Yeah. I think it's clear that "precision at the expense of forgiveness" is probably not my sweet spot - although my bike, the Truth, was also marketed as a race bike. And climbing - I'm so slow. Any climb is done in the granny gear, so I have no "oomph" left to clear technical spots on climbing sections. If I can grind it out and just use body English, I can often pull it off - like say a relatively shallow rock garden or baby heads - but if it's big enough to require an extra push, it's usually going to beat me. I did have some nice successes climbing yesterday. I was with a friend who's new to mountain biking, so it gave me a nice excuse to stop frequently and talk through the approaches, which helped me, too.
On the other hand, "forgiveness at the expense of precision," which is how I understand 29ers, also doesn't sound great to me - I love the feeling of conquering a technical section, up or downhill, and I like attempting tight switchbacks.
As I'm typing this, I remember that I wanted to build up the Truth super light for one specific reason - because my wrists were problematic and I literally couldn't lift my bike onto my car at the time. It's a weird reason to want a light bike, but there you go. These days, my wrists are mostly fine, my shoulders are on and off, but in any case I have a hitch mounted bike rack - no lifting required unless we want to bring a third bike, in which case I have someone along if I don't want to pull the bike off the roof.
Are 26ers a dead end these days? THinking about it, you and others are right - I don't want to be locked into obsolete technology. I wonder what it means for resale value of my Truth. Although damn, that thing is so pretty I'm tempted to wash it off nicely and hang it on the wall once it's no longer in service.
Originally Posted by lonewolf210
What about a Knolly Chilcotin?
Sounds like it would work well for you. My old roommate just built one up and loves it and it was designed exactly for being the kind of bike you want not a burden on the uphill and ready to crush it on the down
Knolly has dealers near me, which is nice. But (see above) I'm not sure if 26" is hanging on to dead end technology?
Originally Posted by Whiteroom
Originally Posted by Scott43
I mean, that's a nice bike..but it's $11k.
I don't like the bike, personally. I was posting the video to show an example of a bike with moderate amounts of travel (120 to 130ish) and 'proper' geometry. It goes up fast, it comes back down fast. There are a bunch of other options. Santa Cruz 5010:
Its 60% less expensive, available for 70% less in the 'carbon' instead of 'carbon c'... but price really isn't the point. Bounceswoosh is looking at an Elsworth... they cost just as much as anything out there. I'm simply trying to provide some perspective as to what bike design has become and what might suit her needs. I don't mean to be saying "buy this bike, I'm saying this is what is out there. Check into this type of bike"

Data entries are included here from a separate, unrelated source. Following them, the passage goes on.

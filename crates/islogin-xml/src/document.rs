#![forbid(unsafe_code)]

//! Token decoding: base64 transport text to a validated assertion document.

use base64::Engine;
use islogin_core::{ns, Error};

/// A decoded login token.
///
/// Stores the decoded XML text verbatim. Signature verification runs over
/// these exact bytes, so the tree is never re-serialized; call
/// [`AssertionDocument::parse_doc`] for a `roxmltree::Document` borrowing
/// from the text.
#[derive(Debug, Clone, PartialEq, Eq)]
pub struct AssertionDocument {
    text: String,
}

impl AssertionDocument {
    /// Decode a base64 transport token and validate the root shape.
    ///
    /// ASCII whitespace anywhere in the token is ignored.
    pub fn decode(token: impl AsRef<[u8]>) -> Result<Self, Error> {
        let compact: Vec<u8> = token
            .as_ref()
            .iter()
            .copied()
            .filter(|b| !b.is_ascii_whitespace())
            .collect();
        if compact.is_empty() {
            return Err(Error::MalformedToken("token is empty".into()));
        }

        let bytes = decode_base64(&compact)?;
        let text = String::from_utf8(bytes)
            .map_err(|e| Error::MalformedToken(format!("token is not UTF-8: {e}")))?;
        Self::from_xml(text)
    }

    /// Parse already-decoded XML text and validate the root shape.
    pub fn from_xml(text: String) -> Result<Self, Error> {
        {
            let doc = roxmltree::Document::parse(&text)
                .map_err(|e| Error::MalformedToken(format!("cannot parse XML: {e}")))?;
            check_shape(&doc)?;
        }
        tracing::trace!(len = text.len(), "decoded assertion document");
        Ok(Self { text })
    }

    /// The decoded XML text, byte for byte.
    pub fn text(&self) -> &str {
        &self.text
    }

    /// Parse the stored text into a temporary tree.
    ///
    /// The text was validated at construction, so this only fails if the
    /// document was tampered with in memory.
    pub fn parse_doc(&self) -> Result<roxmltree::Document<'_>, Error> {
        roxmltree::Document::parse(&self.text)
            .map_err(|e| Error::MalformedToken(format!("cannot parse XML: {e}")))
    }
}

fn decode_base64(data: &[u8]) -> Result<Vec<u8>, Error> {
    use base64::engine::general_purpose::{STANDARD, STANDARD_NO_PAD, URL_SAFE, URL_SAFE_NO_PAD};

    STANDARD
        .decode(data)
        .or_else(|_| STANDARD_NO_PAD.decode(data))
        .or_else(|_| URL_SAFE.decode(data))
        .or_else(|_| URL_SAFE_NO_PAD.decode(data))
        .map_err(|e| Error::MalformedToken(format!("token is not base64: {e}")))
}

/// `Response` root with a `Signature` child and an `Assertion` child.
fn check_shape(doc: &roxmltree::Document<'_>) -> Result<(), Error> {
    let root = doc.root_element();
    if root.tag_name().name() != ns::node::RESPONSE {
        return Err(Error::MalformedToken(format!(
            "root element is <{}>, expected <{}>",
            root.tag_name().name(),
            ns::node::RESPONSE
        )));
    }
    if crate::find_child_element(root, ns::DSIG, ns::node::SIGNATURE).is_none() {
        return Err(Error::MalformedToken(
            "response has no XML-DSig <Signature> child".into(),
        ));
    }
    if crate::find_child_by_local_name(root, ns::node::ASSERTION).is_none() {
        return Err(Error::MalformedToken("response has no <Assertion> child".into()));
    }
    Ok(())
}

#[cfg(test)]
mod tests {
    use super::*;
    use base64::engine::general_purpose::STANDARD;
    use islogin_core::ErrorKind;

    const MINIMAL: &str = concat!(
        r#"<Response xmlns="urn:oasis:names:tc:SAML:2.0:protocol">"#,
        r#"<Signature xmlns="http://www.w3.org/2000/09/xmldsig#"/>"#,
        r#"<Assertion xmlns="urn:oasis:names:tc:SAML:2.0:assertion"/>"#,
        r#"</Response>"#
    );

    #[test]
    fn decodes_and_keeps_text_verbatim() {
        let token = STANDARD.encode(MINIMAL);
        let doc = AssertionDocument::decode(&token).unwrap();
        assert_eq!(doc.text(), MINIMAL);
        assert_eq!(doc.parse_doc().unwrap().root_element().tag_name().name(), "Response");
    }

    #[test]
    fn ignores_whitespace_and_line_wrapping() {
        let token = STANDARD.encode(MINIMAL);
        let wrapped: String = token
            .as_bytes()
            .chunks(20)
            .map(|c| std::str::from_utf8(c).unwrap())
            .collect::<Vec<_>>()
            .join("\r\n");
        let doc = AssertionDocument::decode(format!("  {wrapped}\n")).unwrap();
        assert_eq!(doc.text(), MINIMAL);
    }

    #[test]
    fn accepts_url_safe_alphabet() {
        let token = base64::engine::general_purpose::URL_SAFE_NO_PAD.encode(MINIMAL);
        assert!(AssertionDocument::decode(token).is_ok());
    }

    #[test]
    fn rejects_non_base64() {
        let err = AssertionDocument::decode("not base64 at all!").unwrap_err();
        assert_eq!(err.kind(), ErrorKind::MalformedToken);
    }

    #[test]
    fn rejects_empty_token() {
        let err = AssertionDocument::decode(" \n ").unwrap_err();
        assert_eq!(err.kind(), ErrorKind::MalformedToken);
    }

    #[test]
    fn rejects_non_xml() {
        let err = AssertionDocument::decode(STANDARD.encode("{\"json\": true}")).unwrap_err();
        assert_eq!(err.kind(), ErrorKind::MalformedToken);
        assert!(err.reason().contains("XML"));
    }

    #[test]
    fn rejects_dtd() {
        let xml = format!("<!DOCTYPE Response [<!ENTITY x \"y\">]>{MINIMAL}");
        let err = AssertionDocument::decode(STANDARD.encode(xml)).unwrap_err();
        assert_eq!(err.kind(), ErrorKind::MalformedToken);
    }

    #[test]
    fn rejects_wrong_root() {
        let xml = MINIMAL.replace("Response", "LogoutResponse");
        let err = AssertionDocument::from_xml(xml).unwrap_err();
        assert!(err.reason().contains("LogoutResponse"));
    }

    #[test]
    fn rejects_signature_outside_dsig_namespace() {
        let xml = MINIMAL.replace("http://www.w3.org/2000/09/xmldsig#", "urn:not-dsig");
        let err = AssertionDocument::from_xml(xml).unwrap_err();
        assert!(err.reason().contains("Signature"));
    }

    #[test]
    fn rejects_missing_assertion() {
        let xml = MINIMAL.replace(
            r#"<Assertion xmlns="urn:oasis:names:tc:SAML:2.0:assertion"/>"#,
            "",
        );
        let err = AssertionDocument::from_xml(xml).unwrap_err();
        assert!(err.reason().contains("Assertion"));
    }
}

Hey now, wait a minute! My last Ellsworth build was $4.5k. The frame was $2.2k. $11k is more than I paid for my Ducati. I'm not sure I'm willing to go there - damn sure my husband isn't, LOL. There is a point at which price is the point. I may not have realistic prices in my head, though, because I've never shopped for carbon before.
That Santa Cruz 5010 - it looks really tall - am I wrong? Short girl here! I'm especially intrigued because it says it was designed using experience from the Bronson, and a friend of mine suggested a Bronson when I was looking for a bike one step short of a downhill rig. I'm not a huge fan of the look of Santa Cruz bikes, much as I hate saying something so superficial. But I know a lot of people swear by them. Again, there are dealers nearby, which is nice.
Any other suggestions in the "climbs well, descends better than XC" category?